[Stored items]
Start of Block

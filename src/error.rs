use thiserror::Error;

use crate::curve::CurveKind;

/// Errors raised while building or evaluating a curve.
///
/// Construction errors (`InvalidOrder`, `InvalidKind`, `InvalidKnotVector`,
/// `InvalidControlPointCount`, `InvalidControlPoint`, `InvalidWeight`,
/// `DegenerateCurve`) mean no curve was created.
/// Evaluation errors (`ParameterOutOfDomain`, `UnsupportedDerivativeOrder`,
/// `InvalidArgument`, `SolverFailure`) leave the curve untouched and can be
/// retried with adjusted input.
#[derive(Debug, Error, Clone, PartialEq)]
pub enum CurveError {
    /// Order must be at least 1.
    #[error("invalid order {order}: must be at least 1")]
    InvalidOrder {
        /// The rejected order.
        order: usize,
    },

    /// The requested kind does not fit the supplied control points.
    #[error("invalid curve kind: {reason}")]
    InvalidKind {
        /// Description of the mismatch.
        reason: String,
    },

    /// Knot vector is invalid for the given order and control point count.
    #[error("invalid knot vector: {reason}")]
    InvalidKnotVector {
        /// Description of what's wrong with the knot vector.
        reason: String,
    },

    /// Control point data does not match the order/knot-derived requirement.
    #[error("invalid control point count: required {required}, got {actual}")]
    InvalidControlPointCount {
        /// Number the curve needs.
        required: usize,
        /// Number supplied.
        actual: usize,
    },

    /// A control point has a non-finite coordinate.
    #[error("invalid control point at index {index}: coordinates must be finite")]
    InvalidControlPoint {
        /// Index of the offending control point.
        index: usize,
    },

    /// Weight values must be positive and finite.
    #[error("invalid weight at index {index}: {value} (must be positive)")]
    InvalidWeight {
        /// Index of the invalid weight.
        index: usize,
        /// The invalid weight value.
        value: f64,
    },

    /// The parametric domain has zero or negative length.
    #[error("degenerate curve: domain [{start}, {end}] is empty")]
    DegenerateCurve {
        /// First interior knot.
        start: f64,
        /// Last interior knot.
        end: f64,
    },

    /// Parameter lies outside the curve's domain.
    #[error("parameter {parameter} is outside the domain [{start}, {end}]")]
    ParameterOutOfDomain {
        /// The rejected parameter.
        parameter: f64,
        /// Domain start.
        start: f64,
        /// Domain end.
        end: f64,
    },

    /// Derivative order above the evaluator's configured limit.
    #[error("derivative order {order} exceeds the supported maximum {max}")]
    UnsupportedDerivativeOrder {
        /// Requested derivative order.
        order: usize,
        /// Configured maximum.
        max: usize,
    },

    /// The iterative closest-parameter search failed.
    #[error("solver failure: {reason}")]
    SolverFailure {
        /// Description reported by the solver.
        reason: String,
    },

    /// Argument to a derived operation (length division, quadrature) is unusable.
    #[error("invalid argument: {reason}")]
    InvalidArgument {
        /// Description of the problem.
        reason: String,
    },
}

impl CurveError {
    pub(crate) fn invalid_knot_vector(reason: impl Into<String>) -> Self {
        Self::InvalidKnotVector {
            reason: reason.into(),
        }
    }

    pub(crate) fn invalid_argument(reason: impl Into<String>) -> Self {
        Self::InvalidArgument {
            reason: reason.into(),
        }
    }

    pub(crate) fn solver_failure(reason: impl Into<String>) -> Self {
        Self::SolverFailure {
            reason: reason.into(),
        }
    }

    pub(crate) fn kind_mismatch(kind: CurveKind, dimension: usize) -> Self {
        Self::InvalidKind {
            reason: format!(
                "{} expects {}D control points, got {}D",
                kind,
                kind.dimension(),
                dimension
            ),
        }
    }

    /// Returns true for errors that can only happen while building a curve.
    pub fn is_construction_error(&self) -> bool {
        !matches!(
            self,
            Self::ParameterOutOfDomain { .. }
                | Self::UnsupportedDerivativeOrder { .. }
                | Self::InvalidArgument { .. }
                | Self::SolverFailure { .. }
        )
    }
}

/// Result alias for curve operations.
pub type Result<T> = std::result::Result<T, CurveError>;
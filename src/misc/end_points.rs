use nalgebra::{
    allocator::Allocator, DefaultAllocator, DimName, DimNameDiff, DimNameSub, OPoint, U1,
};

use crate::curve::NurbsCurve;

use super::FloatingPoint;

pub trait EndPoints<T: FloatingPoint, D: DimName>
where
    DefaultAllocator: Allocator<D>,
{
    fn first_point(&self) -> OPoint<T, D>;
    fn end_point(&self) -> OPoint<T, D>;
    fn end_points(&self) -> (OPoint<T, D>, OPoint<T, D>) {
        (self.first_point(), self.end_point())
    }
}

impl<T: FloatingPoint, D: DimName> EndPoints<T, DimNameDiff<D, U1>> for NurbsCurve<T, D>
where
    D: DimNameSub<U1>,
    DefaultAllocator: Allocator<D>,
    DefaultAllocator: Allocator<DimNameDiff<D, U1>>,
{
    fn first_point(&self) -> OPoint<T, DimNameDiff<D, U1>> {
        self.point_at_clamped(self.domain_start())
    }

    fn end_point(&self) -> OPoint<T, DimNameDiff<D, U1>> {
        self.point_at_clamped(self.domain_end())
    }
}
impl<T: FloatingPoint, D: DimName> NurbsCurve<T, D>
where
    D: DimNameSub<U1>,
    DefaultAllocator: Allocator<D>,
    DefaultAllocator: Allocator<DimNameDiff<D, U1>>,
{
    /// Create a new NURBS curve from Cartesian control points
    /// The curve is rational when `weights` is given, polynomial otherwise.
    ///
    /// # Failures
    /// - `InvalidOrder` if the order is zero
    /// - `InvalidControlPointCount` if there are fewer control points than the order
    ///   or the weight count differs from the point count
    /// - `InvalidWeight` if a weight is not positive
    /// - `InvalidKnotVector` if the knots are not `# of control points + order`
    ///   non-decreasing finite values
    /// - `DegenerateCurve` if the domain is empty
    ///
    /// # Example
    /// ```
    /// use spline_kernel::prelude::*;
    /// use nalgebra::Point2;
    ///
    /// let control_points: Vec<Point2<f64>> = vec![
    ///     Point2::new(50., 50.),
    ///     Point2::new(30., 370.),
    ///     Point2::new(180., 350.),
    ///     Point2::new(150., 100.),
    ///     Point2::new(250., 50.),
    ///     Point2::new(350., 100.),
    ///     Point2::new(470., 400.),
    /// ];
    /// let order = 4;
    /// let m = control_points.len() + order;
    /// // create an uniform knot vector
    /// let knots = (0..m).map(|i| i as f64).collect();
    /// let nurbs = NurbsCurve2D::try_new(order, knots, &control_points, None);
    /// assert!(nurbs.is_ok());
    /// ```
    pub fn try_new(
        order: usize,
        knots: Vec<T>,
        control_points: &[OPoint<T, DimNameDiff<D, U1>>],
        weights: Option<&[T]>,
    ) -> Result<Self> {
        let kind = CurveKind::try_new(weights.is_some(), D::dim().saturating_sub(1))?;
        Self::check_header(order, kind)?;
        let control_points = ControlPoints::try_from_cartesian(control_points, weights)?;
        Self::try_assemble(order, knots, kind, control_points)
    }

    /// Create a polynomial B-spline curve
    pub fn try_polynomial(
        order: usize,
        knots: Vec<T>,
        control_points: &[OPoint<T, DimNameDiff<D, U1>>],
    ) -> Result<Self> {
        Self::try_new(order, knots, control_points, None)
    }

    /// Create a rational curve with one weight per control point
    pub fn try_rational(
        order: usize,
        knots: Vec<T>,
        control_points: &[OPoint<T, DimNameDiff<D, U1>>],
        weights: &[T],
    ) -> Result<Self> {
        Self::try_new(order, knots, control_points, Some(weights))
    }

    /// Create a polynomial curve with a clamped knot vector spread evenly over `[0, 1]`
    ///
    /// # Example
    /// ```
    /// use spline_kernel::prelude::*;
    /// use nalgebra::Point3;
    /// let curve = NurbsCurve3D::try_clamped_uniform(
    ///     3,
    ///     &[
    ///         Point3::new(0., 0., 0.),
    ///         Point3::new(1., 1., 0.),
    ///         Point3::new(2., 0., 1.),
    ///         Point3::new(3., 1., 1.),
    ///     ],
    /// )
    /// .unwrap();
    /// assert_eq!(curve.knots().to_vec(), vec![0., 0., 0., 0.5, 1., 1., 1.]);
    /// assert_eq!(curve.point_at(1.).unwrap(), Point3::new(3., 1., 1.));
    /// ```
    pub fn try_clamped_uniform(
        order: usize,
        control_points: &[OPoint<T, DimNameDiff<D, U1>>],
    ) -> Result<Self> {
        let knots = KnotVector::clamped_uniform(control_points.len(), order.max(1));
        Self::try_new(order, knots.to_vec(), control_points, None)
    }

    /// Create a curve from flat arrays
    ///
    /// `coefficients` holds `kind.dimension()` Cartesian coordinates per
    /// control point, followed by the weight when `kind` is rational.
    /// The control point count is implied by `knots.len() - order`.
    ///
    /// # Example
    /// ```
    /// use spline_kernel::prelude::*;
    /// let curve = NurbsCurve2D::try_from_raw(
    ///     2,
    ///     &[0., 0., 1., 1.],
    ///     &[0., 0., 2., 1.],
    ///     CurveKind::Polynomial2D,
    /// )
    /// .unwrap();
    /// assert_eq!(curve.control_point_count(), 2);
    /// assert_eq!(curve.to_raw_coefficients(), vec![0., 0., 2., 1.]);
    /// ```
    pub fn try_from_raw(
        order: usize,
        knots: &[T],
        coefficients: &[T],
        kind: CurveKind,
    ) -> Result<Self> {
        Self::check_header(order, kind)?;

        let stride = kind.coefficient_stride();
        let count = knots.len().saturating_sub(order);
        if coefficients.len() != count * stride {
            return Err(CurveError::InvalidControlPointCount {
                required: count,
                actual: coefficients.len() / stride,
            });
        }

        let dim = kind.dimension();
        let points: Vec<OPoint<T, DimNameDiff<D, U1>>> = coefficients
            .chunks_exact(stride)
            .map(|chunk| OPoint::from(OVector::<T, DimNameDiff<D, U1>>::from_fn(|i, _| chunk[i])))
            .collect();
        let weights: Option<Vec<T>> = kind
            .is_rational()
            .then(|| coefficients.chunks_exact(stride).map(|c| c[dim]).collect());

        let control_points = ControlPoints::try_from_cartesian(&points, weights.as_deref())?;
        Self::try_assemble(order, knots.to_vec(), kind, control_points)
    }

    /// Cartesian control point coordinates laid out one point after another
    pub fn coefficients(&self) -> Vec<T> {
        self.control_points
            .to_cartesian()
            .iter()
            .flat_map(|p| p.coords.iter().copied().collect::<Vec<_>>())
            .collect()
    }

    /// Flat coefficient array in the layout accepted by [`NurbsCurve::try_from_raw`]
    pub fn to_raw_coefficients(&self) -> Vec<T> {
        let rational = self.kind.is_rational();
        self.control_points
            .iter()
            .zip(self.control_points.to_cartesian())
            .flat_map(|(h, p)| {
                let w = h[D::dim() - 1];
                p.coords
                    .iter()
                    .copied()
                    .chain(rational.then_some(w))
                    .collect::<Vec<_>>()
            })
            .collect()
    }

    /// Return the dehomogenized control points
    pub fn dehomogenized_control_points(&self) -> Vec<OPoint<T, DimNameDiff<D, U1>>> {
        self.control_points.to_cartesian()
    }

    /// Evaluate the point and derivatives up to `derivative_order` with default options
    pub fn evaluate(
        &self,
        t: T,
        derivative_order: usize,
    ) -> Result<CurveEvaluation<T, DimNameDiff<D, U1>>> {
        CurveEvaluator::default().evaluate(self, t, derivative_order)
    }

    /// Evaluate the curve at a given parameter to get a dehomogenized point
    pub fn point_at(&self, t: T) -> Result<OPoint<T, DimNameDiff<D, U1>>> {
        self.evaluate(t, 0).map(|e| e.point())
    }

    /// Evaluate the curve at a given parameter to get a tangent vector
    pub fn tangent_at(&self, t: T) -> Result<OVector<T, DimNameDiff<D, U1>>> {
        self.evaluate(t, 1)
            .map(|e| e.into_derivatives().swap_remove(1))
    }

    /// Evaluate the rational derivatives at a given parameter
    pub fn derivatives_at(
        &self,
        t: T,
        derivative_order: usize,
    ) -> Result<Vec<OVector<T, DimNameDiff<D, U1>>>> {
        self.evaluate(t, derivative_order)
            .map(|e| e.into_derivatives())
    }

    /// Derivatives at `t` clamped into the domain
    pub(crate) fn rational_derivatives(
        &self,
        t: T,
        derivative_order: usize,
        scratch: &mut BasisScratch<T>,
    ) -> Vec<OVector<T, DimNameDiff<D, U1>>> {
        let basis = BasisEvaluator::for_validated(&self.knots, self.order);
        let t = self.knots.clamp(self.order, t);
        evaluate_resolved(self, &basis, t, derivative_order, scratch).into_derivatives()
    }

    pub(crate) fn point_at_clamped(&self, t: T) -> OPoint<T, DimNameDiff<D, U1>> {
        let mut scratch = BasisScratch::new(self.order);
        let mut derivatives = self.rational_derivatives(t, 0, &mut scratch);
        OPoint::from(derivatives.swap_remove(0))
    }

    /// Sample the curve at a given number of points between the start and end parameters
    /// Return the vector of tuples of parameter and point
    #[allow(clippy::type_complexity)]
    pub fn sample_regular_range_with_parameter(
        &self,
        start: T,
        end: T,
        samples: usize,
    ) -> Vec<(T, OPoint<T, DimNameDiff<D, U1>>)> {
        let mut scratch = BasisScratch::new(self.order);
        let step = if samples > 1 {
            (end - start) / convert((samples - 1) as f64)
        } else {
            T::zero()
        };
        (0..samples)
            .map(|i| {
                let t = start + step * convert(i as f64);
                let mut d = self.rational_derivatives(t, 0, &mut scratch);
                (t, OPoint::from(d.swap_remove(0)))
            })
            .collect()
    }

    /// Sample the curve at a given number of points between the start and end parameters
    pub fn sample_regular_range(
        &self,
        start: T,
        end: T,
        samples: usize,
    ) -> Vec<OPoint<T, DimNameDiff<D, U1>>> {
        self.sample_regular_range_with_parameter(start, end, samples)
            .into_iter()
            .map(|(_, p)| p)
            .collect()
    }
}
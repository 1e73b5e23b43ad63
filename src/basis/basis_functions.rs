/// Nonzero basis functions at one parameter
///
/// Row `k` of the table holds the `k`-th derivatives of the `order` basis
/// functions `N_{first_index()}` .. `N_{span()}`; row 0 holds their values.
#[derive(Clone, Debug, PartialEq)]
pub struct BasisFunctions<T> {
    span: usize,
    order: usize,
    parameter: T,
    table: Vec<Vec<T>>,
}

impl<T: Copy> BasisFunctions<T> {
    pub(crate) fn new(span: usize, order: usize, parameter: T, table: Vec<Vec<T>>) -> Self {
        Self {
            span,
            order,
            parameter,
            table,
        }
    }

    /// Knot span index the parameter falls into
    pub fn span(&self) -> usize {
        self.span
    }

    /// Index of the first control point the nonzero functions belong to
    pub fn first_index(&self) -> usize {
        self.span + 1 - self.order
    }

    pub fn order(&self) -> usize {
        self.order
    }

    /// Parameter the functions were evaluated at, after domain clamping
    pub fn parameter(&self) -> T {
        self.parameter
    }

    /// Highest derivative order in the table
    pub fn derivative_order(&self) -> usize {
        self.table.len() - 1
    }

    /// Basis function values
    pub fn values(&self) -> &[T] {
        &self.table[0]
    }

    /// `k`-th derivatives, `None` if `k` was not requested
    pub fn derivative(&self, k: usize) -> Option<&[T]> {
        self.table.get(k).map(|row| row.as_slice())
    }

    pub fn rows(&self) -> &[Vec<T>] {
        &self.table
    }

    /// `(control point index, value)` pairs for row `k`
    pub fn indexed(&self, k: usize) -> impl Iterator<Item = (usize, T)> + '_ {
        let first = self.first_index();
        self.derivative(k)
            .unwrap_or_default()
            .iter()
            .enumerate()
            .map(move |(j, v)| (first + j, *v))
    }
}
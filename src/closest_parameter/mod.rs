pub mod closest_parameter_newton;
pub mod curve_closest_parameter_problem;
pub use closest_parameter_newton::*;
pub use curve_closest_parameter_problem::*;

End of Block

◆ WORK INSTRUCTION
From the entries above, extract every line where the word "weights" appears.

◆ TASK RESPONSE
    /// The curve is rational when `weights` is given, polynomial otherwise.
        weights: Option<&[T]>,
        let kind = CurveKind::try_new(weights.is_some(), D::dim().saturating_sub(1))?;
        let control_points = ControlPoints::try_from_cartesian(control_points, weights)?;
        weights: &[T],
        Self::try_new(order, knots, control_points, Some(weights))
        let weights: Option<Vec<T>> = kind
        let control_points = ControlPoints::try_from_cartesian(&points, weights.as_deref())?;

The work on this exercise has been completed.